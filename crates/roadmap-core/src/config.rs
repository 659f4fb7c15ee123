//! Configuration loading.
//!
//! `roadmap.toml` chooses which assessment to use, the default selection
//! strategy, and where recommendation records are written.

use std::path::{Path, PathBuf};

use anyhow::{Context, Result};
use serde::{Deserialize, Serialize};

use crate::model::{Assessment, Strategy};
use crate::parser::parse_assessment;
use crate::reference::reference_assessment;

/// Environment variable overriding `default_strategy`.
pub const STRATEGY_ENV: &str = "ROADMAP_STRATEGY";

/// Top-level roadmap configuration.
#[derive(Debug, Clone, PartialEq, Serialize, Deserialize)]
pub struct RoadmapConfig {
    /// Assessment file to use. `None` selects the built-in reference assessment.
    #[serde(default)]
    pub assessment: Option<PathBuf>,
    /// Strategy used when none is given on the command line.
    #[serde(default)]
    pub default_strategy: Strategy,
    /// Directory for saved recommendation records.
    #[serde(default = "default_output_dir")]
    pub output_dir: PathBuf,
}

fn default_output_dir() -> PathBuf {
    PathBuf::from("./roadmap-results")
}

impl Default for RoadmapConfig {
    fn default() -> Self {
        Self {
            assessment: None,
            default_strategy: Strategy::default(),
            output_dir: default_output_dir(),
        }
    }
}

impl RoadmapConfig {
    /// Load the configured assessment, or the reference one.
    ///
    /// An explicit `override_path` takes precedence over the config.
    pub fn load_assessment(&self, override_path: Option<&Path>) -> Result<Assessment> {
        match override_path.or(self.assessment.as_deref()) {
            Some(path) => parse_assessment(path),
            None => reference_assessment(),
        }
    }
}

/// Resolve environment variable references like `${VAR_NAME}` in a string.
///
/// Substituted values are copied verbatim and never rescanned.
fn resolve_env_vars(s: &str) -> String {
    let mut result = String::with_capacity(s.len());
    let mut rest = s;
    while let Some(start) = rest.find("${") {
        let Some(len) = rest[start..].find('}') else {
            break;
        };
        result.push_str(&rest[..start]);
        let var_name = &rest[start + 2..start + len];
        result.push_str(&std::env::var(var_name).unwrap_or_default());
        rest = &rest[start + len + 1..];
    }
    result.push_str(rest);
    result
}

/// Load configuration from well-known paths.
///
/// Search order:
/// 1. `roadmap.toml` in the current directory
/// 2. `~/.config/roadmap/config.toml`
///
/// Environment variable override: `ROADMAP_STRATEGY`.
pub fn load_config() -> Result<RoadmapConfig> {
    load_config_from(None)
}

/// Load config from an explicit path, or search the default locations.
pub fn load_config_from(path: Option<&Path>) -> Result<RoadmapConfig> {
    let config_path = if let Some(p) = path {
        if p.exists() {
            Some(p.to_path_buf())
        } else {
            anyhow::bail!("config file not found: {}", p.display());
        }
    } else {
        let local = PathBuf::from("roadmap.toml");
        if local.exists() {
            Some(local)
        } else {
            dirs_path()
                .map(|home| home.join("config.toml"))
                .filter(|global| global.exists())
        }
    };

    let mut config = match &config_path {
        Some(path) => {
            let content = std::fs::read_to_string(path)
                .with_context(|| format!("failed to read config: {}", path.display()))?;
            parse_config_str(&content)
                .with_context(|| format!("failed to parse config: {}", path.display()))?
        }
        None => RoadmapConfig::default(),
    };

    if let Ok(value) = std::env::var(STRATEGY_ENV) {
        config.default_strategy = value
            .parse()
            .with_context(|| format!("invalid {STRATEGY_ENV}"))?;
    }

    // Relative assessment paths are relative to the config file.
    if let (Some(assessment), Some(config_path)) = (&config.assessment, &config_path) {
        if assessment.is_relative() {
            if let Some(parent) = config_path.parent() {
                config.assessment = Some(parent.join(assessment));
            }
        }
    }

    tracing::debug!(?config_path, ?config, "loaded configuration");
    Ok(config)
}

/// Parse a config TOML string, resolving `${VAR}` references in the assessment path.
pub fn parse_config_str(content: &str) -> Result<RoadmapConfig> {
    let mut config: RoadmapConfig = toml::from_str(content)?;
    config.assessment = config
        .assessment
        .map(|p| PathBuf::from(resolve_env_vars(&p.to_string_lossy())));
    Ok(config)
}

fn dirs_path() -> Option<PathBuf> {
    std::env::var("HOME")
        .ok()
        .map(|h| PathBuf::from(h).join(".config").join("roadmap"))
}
# # #
> _WHAT YOU NEED TO DO_
A single number is required: the count of lines in the data above that include the string "Deserialize".

> _WRITTEN ANSWER_
2